Françoise Skurman

Il y a vingt ans, je suis partie vivre aux Etats-Unis. Les Atlan passaient de plus en plus de temps en Israël. Les rencontres devinrent rares.

Mais avant cela, je crois que nous étions très proches, Béla et moi. Nous habitions dans la même rue, les portes des immeubles se faisant face. J’aimais ses longs cheveux blonds, ses grands yeux bleus qui scrutaient intensément, sa voix mélodieuse, son immense passion pour Henri, qui était le centre absolu de sa vie. Notre relation était curieusement faite à la fois de non-dits et de grande intimité, où la présence affectueuse l’emportait sur la parole.

Au fond, je ne sais pas grand-chose de Béla, et je n’ai pas cherché à savoir. Il y avait des océans de souffrance. « Comme ta petite fille a de la chance de connaître les bras d’une mère », m’a-t-elle dit un jour. Mais chacune de nous écoutait les confidences de l’autre sans poser plus de questions qu’il n’était nécessaire.

Béla voulait aider chaque personne en difficulté. « Il/elle est venu(e) me voir, nous avons parlé pendant des semaines et je crois que je l’ai beaucoup aidé(e) », disait-elle de temps en temps.

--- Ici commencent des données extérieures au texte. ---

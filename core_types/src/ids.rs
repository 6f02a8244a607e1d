//! Unique identifiers for core objects

use serde::{Deserialize, Serialize};
use std::fmt;
use uuid::Uuid;

/// Unique identifier for an allocation-session entitlement scope
///
/// One session exists per client entitlement scope. The identity is used to
/// link parent and child scopes for quota donation and to detect cyclic or
/// duplicate links.
#[derive(Debug, Clone, Copy, PartialEq, Eq, Hash, Serialize, Deserialize)]
pub struct SessionId(Uuid);

impl SessionId {
    /// Creates a new random session ID
    pub fn new() -> Self {
        Self(Uuid::new_v4())
    }

    /// Creates a session ID from a UUID
    pub fn from_uuid(uuid: Uuid) -> Self {
        Self(uuid)
    }

    /// Returns the inner UUID
    pub fn as_uuid(&self) -> Uuid {
        self.0
    }
}

impl Default for SessionId {
    fn default() -> Self {
        Self::new()
    }
}

impl fmt::Display for SessionId {
    fn fmt(&self, f: &mut fmt::Formatter<'_>) -> fmt::Result {
        write!(f, "session:{}", self.0)
    }
}

/// Identity token for advisory trace-source ownership
///
/// Each subsystem that wants to claim trace sources constructs exactly one
/// token. Ownership arbitration compares tokens by identity: two tokens are
/// the same owner only if they are the same token, regardless of which
/// subsystem state they accompany.
#[derive(Debug, Clone, Copy, PartialEq, Eq, Hash, Serialize, Deserialize)]
pub struct OwnerToken(Uuid);

impl OwnerToken {
    /// Creates a new owner token with a fresh identity
    pub fn new() -> Self {
        Self(Uuid::new_v4())
    }

    /// Returns the inner UUID
    pub fn as_uuid(&self) -> Uuid {
        self.0
    }
}

impl Default for OwnerToken {
    fn default() -> Self {
        Self::new()
    }
}

impl fmt::Display for OwnerToken {
    fn fmt(&self, f: &mut fmt::Formatter<'_>) -> fmt::Result {
        write!(f, "owner:{}", self.0)
    }
}

#[cfg(test)]
mod tests {
    use super::*;

    #[test]
    fn test_session_id_creation() {
        let id1 = SessionId::new();
        let id2 = SessionId::new();
        assert_ne!(id1, id2);
    }

    #[test]
    fn test_session_id_from_uuid() {
        let uuid = Uuid::new_v4();
        let id = SessionId::from_uuid(uuid);
        assert_eq!(id.as_uuid(), uuid);
    }

    #[test]
    fn test_owner_token_identity() {
        let token1 = OwnerToken::new();
        let token2 = OwnerToken::new();
        assert_ne!(token1, token2);
        assert_eq!(token1, token1);
    }

    #[test]
    fn test_session_id_display() {
        let id = SessionId::new();
        let display = format!("{}", id);
        assert!(display.starts_with("session:"));
    }

    #[test]
    fn test_owner_token_display() {
        let token = OwnerToken::new();
        let display = format!("{}", token);
        assert!(display.starts_with("owner:"));
    }
}
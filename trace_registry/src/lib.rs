//! # Trace Registry
//!
//! This crate implements the per-execution-context trace sources of Basalt's
//! trusted core and the process-wide registry that owns them.
//!
//! ## Philosophy
//!
//! - **Explicit over implicit**: The registry is a constructed object passed
//!   to its consumers, not an ambient singleton. Tests instantiate as many
//!   independent registries as they need.
//! - **Lifetime safety first**: External subsystems never hold pointers into
//!   the registry. They hold [`SourceHandle`] values that must be re-resolved
//!   under the registry lock on every use and turn invalid the moment a
//!   source is removed.
//! - **Advisory arbitration**: Source ownership is a cooperative handshake
//!   between subsystems, not a blocking lock. A loser of the race decides its
//!   own retry policy.
//!
//! ## Key Types
//!
//! - [`Source`]: one per traceable execution context
//! - [`SourceRegistry`]: single-lock collection owning all sources
//! - [`SourceHandle`]: weak, generation-checked reference into the registry
//! - [`InfoAccessor`] / [`TraceControl`]: interfaces consumed from the
//!   execution context and the scheduler

pub mod registry;
pub mod source;
pub mod testing;

pub use registry::{SourceHandle, SourceRegistry};
pub use source::{
    Affinity, ExecutionTime, InfoAccessor, Source, SourceId, SourceInfo, TraceControl,
};
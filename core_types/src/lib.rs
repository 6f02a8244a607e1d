//! # Core Types
//!
//! This crate defines the fundamental types shared by Basalt's trusted core.
//!
//! ## Philosophy
//!
//! Core types are designed with these principles:
//! - **Explicit over implicit**: Capabilities are typed and cannot be confused.
//! - **No ambient authority**: All access requires an explicit capability or token.
//! - **Identity over value**: Sessions and owners are compared by identity,
//!   never by the data they happen to carry.
//!
//! ## Key Types
//!
//! - [`Cap<T>`]: A strongly-typed capability handle
//! - [`DataspaceCap`]: Capability to a contiguous memory region
//! - [`SessionId`]: Identity of an allocation-session entitlement scope
//! - [`OwnerToken`]: Identity token for advisory trace-source ownership
//! - [`SessionLabel`]: Hierarchical human-readable client label
//! - [`CacheAttribute`]: Caching mode requested for backed memory

pub mod cache;
pub mod capability;
pub mod ids;
pub mod label;

pub use cache::CacheAttribute;
pub use capability::{Cap, CapabilityError, Dataspace, DataspaceCap};
pub use ids::{OwnerToken, SessionId};
pub use label::SessionLabel;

Un jour, me suivant dans ma chambre, elle a aperçu le dressing du père de mes enfants, resté intact depuis le jour de sa mort. avec tout ce qu’il possédait. Elle n’a rien dit. mais elle est revenue armée d’un pendule qu’elle a promené avec un air sérieux dans toute la maison, jusqu’à ce qu’elle atteigne ce dressing. « Je sens de mauvaises ondes, a-t-elle alors déclaré avec autorité en entrant dans la pièce. » Elle aurait pu, en ses qualités de psychologue et d’amie, me tenir un long discours. Elle a préféré faire intervenir cet objet, le pendule, en lequel nous ne croyions ni l’une ni l’autre. « Qu’est-ce que c’est que tout cela? » s’exclama-t-elle.  « Regarde comme le pendule s’agite. Fais sortir ces choses de chez toi. » Elle a insisté jusqu’à ce que je vide le dressing. Elle avait raison, ce fut une grande libération.

Elle-même appelait parfois à l’aide. Elle avait des crises de désespoir ou de dépression, et me téléphonait pour me dire qu’elle ne pouvait pas manger. Je venais avec des croissants que je déchiquetais pour lui mettre dans la main, bouchée par bouchée, avec de la confiture.

Sa générosité n’était pas que dans son conseil avisé.  Entrée un jour en possession d’une somme importante, elle l’a donnée à des œuvres, comme si elle la brûlait. Elle avait des raisonnements compliqués pour expliquer pourquoi elle ne pouvait pas le garder. Cet argent était, en quelque sorte, impur. Je crois qu’elle ne dépensait rien pour elle-même.

Pourtant, elle avait un grand intérêt pour les questions esthétiques et elle aimait les beaux objets. Son appartement de Paris était plein de goût et de charme, et elle le redécorait constamment en pensée. Mais l’esthétique n’était pas vraiment en cause. Elle recherchait avant tout l’harmonie entre les êtres, et l’harmonie d’un lieu la touchait. C’était peut-être la seule trace de bourgeoisie en elle, mais ce n’était pas vraiment important : Henri était sa maison.

Je l‘ai croisée il y a un an sur le boulevard Montparnasse, et il m’a semblé qu’elle était paisible et heureuse. Nous allions célébrer un Pessah ensemble.